The authenticity of host can't be established

I’m using gitlab via ssh on Windows 10. After a while I somehow figured it out and it worked, which means I was able to create a new branch and even to upload code to this. This was last week when I was at home, since then I didn’t do anything related to this topic. Yesterday I had been in the company and since then nothing is working (I have no idea whether this might be related). When I try to git push or to ssh -Tvvv and so on I receive the following:

The authenticity of host ‘git.site.core.company.det (101.63.1.85)’ can’t be established.
ED25519 key fingerprint is SHA256:USgG8Fj7Qc50RYCs33DVXtZMyuD1Xd4UoXWgTm+8TJA.
This key is not known by any other names
Are you sure you want to continue connecting (yes/no/[fingerprint])? yes
Could not create directory ‘/u/.ssh’ (Permission denied).
Failed to add the host to the list of known hosts (/u/.ssh/known_hosts).
git@git.site.core.company.det: Permission denied (publickey).
fatal: Could not read from remote repository.
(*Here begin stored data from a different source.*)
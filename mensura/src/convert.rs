//! One-shot conversion drivers
//!
//! The exact pipeline stays in `Number` the whole way: value·factor
//! (+offset) into base SI, then back out through the target's factor.
//! `f64` appears only at the final read-out.

use crate::measure::Measurement;
use crate::unit::Unit;
use crate::UnitError;
use mensura_core::{Number, NumberError};

/// Convert `value` between two unit expressions and read out as f64.
/// The value may be an integer, a float, an exact `Number`, or a
/// decimal string; a bad string surfaces as a numeric error.
pub fn convert<V>(value: V, from: &str, to: &str) -> Result<f64, UnitError>
where
    V: TryInto<Number>,
    NumberError: From<V::Error>,
{
    let exact = convert_exact(value, from, to)?;
    exact
        .to_f64()
        .ok_or_else(|| UnitError::Unsupported("result exceeds f64 range".into()))
}

/// Same pipeline without the f64 boundary; the result keeps the full
/// working precision.
pub fn convert_exact<V>(value: V, from: &str, to: &str) -> Result<Number, UnitError>
where
    V: TryInto<Number>,
    NumberError: From<V::Error>,
{
    let from = Unit::parse(from)?;
    let to = Unit::parse(to)?;
    let value: Number = value.try_into().map_err(NumberError::from)?;
    let result = from.convert_value(&value, &to)?;
    tracing::debug!(
        from = %from, to = %to, value = %value, result = %result,
        "converted"
    );
    Ok(result)
}

/// Temperature-only conversion; rejects both non-temperature inputs
/// and compound expressions that merely contain a temperature.
pub fn temperature_conversion<V>(value: V, from: &str, to: &str) -> Result<f64, UnitError>
where
    V: TryInto<Number>,
    NumberError: From<V::Error>,
{
    let from_unit = Unit::parse(from)?;
    let to_unit = Unit::parse(to)?;
    if !from_unit.is_temperature() || !to_unit.is_temperature() {
        return Err(UnitError::Unsupported(format!(
            "temperature conversion expects temperature units, got {from_unit} and {to_unit}"
        )));
    }
    let value: Number = value.try_into().map_err(NumberError::from)?;
    let result = from_unit.convert_value(&value, &to_unit)?;
    result
        .to_f64()
        .ok_or_else(|| UnitError::Unsupported("result exceeds f64 range".into()))
}

/// Reduce a measurement of `expr` to base SI.
pub fn to_base<V>(value: V, expr: &str) -> Result<Measurement, UnitError>
where
    V: TryInto<Number>,
    NumberError: From<V::Error>,
{
    let unit = Unit::parse(expr)?;
    let value: Number = value.try_into().map_err(NumberError::from)?;
    Ok(unit.measure(value).to_si())
}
Please make sure you have the correct access rights
and the repository exists.

I can confirm that the public and private key are correct and the key is also provided on gitlab. I actually really don’t know what’s going on here. The only odd thing I see is that it is being tried to access

u/.ssh

while U:\ is the company network and there is no .ssh folder. I tried to change powershell such that it starts in the correct .ssh folder but the company policies do not allow this. And last week it somehow worked anyway but though this is the only thing that seems to be incorrect, e.g. as it is looking in the list of known hosts /u/.ssh/known_hosts while it should be looking in C:\Users\username\.ssh.

Can anybody help me in any way, please? Thanks a lot in advance!

P.S.: I changed the ip, key and names arbitrarily here.

OMG I cannot believe there is another company with such weird configs :rofl:

Basically, Windows for some reason, sometimes, bounds the command line / powershell environment to U:\ drive instead of C:\Users\YourUser . I’ve tried many things to fix this, but so far I haven’t figured out how to fix this permanently.

What I do every time some .git or .ssh config changes, I copy my whole .ssh folder from C:\Users\MyUser\.ssh into U:\.ssh and it fixes the issue.

Hope this works for you too! :slight_smile:

Otherwise I think you’ll have to bother your company admins…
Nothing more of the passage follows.